Problem requirements:
After locating the line with "let check = credit.check(&token).await?;" in the data that follows, return it and every later line exactly, up to and including the line with "let session_id = session.session_id.clone();".

Data supplied:
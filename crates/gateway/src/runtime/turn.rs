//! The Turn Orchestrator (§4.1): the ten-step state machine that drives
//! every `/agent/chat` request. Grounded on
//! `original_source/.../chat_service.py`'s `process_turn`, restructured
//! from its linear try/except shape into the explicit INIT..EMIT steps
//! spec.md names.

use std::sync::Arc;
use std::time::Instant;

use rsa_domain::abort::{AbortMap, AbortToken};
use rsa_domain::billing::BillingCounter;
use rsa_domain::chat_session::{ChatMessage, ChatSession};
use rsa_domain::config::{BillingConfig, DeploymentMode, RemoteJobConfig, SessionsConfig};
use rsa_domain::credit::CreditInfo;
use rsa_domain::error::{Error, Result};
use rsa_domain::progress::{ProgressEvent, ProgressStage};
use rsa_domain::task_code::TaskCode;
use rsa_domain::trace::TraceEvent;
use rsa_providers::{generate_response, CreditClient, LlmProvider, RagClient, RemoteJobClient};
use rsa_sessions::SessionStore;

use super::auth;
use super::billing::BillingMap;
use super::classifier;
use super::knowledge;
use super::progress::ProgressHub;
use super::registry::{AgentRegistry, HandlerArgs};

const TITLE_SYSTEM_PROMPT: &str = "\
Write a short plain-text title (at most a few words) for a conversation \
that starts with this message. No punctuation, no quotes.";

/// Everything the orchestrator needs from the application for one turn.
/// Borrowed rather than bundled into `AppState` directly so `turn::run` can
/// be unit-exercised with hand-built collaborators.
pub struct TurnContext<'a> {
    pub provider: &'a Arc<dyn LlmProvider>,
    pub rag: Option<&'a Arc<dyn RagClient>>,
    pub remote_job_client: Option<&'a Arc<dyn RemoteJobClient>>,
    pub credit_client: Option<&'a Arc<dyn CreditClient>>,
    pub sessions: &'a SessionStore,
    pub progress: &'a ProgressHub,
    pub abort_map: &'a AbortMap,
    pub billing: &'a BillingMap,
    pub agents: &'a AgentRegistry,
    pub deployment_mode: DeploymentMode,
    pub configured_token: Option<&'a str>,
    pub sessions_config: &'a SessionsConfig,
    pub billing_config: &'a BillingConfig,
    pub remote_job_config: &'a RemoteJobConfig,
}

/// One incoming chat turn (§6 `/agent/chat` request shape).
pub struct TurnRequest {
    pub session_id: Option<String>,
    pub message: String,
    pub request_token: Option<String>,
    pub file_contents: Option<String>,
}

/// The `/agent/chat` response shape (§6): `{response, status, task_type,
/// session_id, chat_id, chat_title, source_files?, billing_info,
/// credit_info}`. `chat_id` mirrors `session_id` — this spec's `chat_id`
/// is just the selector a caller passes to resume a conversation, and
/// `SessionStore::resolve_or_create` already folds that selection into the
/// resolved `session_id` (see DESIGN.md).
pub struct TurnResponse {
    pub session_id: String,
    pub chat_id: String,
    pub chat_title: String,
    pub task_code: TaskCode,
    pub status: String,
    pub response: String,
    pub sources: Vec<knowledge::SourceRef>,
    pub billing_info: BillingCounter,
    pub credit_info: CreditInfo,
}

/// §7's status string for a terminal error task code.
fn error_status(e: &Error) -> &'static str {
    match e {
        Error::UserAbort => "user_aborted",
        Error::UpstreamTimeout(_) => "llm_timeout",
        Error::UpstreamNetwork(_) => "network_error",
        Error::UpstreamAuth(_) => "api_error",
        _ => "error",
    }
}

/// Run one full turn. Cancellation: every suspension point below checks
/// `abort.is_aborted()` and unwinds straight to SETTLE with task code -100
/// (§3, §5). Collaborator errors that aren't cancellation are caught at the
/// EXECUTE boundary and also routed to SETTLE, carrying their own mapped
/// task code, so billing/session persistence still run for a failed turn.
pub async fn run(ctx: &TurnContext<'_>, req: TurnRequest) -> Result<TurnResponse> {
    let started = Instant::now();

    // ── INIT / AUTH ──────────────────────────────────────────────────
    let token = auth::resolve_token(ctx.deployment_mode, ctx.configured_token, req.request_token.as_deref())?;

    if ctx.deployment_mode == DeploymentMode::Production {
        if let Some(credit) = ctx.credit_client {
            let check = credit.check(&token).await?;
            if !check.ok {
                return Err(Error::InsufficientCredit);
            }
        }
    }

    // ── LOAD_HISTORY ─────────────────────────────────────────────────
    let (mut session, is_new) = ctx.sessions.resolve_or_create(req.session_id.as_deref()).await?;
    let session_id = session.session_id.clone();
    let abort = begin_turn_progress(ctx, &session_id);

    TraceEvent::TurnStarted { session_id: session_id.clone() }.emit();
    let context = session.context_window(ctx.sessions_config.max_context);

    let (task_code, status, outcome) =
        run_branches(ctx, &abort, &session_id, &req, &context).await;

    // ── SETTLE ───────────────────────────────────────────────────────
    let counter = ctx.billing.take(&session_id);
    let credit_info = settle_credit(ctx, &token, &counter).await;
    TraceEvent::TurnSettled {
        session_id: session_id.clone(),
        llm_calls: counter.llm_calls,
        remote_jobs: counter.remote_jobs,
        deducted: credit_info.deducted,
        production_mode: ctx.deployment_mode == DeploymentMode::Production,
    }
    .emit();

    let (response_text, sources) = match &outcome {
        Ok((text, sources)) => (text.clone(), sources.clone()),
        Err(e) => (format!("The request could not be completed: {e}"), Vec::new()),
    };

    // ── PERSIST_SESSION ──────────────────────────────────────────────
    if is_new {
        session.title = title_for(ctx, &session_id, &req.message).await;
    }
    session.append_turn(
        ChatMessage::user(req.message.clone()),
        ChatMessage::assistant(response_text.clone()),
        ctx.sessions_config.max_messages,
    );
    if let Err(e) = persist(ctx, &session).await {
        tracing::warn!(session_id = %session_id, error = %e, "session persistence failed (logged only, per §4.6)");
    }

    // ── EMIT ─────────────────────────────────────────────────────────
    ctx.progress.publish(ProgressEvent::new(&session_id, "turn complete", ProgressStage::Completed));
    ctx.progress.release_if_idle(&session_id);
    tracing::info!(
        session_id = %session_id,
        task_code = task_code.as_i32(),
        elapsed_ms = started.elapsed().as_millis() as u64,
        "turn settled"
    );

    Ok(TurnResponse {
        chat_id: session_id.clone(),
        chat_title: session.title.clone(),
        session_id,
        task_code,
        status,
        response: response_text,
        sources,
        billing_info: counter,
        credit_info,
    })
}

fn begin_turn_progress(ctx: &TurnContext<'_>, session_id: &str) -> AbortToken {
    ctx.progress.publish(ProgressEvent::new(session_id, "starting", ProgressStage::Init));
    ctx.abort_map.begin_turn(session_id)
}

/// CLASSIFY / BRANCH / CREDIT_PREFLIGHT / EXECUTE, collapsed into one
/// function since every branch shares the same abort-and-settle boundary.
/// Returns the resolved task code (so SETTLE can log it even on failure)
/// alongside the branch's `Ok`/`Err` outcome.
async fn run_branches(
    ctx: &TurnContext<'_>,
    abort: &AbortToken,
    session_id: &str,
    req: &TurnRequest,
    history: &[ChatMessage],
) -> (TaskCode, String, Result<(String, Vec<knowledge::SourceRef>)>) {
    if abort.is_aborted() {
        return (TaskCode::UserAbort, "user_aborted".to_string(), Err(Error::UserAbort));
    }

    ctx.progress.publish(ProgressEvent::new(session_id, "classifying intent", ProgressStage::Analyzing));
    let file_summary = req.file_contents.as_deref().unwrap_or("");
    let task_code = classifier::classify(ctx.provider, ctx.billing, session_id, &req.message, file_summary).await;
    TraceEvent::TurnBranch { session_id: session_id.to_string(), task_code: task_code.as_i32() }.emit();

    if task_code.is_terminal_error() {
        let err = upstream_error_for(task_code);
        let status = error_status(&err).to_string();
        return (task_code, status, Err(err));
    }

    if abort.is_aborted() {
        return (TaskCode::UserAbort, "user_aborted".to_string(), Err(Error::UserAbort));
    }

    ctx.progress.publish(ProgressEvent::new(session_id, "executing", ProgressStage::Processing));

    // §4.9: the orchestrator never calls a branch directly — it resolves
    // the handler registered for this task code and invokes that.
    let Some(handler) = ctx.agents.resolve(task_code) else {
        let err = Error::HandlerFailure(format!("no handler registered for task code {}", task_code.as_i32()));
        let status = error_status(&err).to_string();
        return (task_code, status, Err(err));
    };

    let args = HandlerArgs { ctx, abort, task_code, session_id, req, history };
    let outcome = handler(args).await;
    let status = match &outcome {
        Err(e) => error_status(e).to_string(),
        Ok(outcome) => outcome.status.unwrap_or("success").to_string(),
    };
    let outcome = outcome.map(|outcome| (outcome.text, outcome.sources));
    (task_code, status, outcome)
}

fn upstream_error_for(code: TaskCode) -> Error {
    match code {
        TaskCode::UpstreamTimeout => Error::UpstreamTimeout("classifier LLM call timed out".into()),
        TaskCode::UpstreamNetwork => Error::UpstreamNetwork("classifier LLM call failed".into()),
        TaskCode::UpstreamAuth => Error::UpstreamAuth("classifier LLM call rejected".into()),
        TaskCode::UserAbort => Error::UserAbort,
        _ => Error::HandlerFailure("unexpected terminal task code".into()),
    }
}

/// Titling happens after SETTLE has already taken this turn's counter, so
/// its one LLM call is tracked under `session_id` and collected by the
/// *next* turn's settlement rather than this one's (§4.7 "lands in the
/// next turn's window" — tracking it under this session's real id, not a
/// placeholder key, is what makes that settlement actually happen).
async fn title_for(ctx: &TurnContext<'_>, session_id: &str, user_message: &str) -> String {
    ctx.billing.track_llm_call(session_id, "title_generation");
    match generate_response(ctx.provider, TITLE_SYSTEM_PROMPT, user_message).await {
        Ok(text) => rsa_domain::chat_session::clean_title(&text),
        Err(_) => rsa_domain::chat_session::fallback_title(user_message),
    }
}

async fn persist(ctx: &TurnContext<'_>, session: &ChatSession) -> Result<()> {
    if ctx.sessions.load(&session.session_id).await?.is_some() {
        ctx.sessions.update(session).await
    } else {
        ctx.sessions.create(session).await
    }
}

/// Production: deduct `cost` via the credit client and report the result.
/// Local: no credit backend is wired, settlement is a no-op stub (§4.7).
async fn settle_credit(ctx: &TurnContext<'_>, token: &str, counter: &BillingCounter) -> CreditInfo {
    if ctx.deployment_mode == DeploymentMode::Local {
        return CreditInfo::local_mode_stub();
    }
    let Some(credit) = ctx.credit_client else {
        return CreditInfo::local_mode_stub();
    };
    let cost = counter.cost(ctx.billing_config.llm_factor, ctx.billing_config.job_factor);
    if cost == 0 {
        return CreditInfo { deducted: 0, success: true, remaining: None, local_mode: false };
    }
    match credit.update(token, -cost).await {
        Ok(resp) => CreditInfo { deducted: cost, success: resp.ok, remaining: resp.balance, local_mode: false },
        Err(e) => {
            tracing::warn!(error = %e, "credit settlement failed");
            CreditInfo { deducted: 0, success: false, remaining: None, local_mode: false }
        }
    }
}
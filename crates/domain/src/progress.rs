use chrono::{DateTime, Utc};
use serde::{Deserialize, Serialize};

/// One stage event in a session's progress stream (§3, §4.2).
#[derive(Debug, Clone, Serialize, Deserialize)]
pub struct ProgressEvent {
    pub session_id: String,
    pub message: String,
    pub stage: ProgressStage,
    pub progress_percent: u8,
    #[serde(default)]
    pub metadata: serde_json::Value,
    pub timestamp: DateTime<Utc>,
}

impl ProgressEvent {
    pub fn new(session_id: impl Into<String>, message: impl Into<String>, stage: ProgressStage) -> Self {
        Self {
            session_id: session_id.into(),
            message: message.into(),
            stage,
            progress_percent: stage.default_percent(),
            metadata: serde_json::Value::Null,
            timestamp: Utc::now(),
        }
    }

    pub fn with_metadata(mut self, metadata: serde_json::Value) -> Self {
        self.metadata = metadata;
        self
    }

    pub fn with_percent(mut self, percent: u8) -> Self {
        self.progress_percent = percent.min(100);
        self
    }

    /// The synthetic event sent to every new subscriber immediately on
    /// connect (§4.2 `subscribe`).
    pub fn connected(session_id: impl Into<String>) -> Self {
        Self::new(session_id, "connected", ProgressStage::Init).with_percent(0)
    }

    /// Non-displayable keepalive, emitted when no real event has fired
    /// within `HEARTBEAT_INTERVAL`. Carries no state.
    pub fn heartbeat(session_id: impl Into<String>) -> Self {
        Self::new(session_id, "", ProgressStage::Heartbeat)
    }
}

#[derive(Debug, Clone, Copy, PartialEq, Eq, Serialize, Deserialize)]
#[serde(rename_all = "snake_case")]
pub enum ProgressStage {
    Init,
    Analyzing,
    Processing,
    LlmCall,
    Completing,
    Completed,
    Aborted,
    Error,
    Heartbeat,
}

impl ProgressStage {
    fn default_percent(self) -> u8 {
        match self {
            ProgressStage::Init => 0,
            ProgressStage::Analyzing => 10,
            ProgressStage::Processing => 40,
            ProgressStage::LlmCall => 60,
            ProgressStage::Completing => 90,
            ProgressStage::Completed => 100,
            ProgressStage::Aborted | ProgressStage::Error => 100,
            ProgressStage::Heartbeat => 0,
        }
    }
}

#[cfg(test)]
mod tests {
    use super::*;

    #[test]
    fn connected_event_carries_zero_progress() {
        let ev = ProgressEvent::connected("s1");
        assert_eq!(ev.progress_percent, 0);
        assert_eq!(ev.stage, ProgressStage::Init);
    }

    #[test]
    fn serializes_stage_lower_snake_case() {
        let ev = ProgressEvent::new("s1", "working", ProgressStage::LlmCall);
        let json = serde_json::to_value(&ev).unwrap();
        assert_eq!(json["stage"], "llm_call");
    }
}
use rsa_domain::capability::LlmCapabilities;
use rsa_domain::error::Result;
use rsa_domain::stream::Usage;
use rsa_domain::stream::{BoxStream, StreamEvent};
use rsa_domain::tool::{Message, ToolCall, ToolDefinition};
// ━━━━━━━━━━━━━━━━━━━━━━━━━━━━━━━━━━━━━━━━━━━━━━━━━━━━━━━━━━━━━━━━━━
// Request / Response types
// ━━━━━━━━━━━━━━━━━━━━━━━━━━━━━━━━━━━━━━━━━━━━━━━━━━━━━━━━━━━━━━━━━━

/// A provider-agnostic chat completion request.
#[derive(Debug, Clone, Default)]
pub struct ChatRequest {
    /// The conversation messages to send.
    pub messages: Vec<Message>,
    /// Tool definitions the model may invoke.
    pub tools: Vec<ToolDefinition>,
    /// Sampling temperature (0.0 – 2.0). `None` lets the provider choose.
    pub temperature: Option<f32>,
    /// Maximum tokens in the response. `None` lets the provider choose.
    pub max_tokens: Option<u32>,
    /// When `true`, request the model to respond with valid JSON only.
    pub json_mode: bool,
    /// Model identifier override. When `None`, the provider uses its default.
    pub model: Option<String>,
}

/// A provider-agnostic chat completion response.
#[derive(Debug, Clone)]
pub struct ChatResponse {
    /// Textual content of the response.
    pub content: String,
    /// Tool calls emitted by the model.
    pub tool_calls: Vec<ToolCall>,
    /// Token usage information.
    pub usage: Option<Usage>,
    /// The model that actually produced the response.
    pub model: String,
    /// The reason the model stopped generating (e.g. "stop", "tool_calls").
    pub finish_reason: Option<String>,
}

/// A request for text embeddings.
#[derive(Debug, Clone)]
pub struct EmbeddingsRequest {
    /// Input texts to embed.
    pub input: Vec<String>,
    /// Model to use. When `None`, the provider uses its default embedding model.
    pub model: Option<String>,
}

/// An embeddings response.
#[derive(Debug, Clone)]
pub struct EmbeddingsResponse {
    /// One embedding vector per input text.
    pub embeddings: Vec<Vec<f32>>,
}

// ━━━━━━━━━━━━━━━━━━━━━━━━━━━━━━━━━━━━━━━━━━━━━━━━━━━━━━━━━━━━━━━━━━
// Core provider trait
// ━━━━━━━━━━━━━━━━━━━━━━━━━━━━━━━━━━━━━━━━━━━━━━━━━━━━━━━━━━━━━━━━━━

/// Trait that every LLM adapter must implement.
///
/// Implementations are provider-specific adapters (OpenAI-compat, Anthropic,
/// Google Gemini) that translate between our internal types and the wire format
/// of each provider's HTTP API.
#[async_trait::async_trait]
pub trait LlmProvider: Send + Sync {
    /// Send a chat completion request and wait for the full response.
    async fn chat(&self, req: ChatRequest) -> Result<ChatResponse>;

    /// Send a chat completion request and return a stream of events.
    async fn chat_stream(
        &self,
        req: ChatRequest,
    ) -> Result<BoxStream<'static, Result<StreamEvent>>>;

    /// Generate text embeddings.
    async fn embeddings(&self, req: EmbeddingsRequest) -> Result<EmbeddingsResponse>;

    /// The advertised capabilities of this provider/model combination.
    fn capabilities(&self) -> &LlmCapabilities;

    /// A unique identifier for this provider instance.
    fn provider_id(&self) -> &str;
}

Output of the task:
            let check = credit.check(&token).await?;
            if !check.ok {
                return Err(Error::InsufficientCredit);
            }
        }
    }

    // ── LOAD_HISTORY ─────────────────────────────────────────────────
    let (mut session, is_new) = ctx.sessions.resolve_or_create(req.session_id.as_deref()).await?;
    let session_id = session.session_id.clone();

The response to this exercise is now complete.